## Problem statement
The job is to output each record again, character for character.

Saved data entries:
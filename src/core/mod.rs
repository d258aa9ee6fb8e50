//! Core sediment-balance processing modules

pub mod anomaly;
pub mod annual;
pub mod calendar;
pub mod edge_sampler;
pub mod elevation;
pub mod iteration;
pub mod morphology;
pub mod report;
pub mod stats;
pub mod trend;

// Re-export main types
pub use anomaly::{AnomalyExtractor, AnomalyParams};
pub use annual::AnnualAggregator;
pub use edge_sampler::{
    EdgeSampler, EdgeSamplerParams, FixedThreshold, ThresholdRoutine, ThresholdSearchParams,
};
pub use elevation::{ElevationCorrector, ElevationCorrectorParams};
pub use iteration::{IterationController, PipelineConfig, RoundState, SedimentPipeline};
pub use report::{summarize, ReportParams, SedimentReport, ZoneSummary};
pub use trend::{TrendEstimator, TrendParams};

## Your response
filename src/core/mod.rs
repository d258aa9ee6fb8e50
//! Core sediment-balance processing modules

pub mod anomaly;
pub mod annual;
pub mod calendar;
pub mod edge_sampler;
pub mod elevation;
pub mod iteration;
pub mod morphology;
pub mod report;
pub mod stats;
pub mod trend;

// Re-export main types
pub use anomaly::{AnomalyExtractor, AnomalyParams};
pub use annual::AnnualAggregator;
pub use edge_sampler::{
    EdgeSampler, EdgeSamplerParams, FixedThreshold, ThresholdRoutine, ThresholdSearchParams,
};
pub use elevation::{ElevationCorrector, ElevationCorrectorParams};
pub use iteration::{IterationController, PipelineConfig, RoundState, SedimentPipeline};
pub use report::{summarize, ReportParams, SedimentReport, ZoneSummary};
pub use trend::{TrendEstimator, TrendParams};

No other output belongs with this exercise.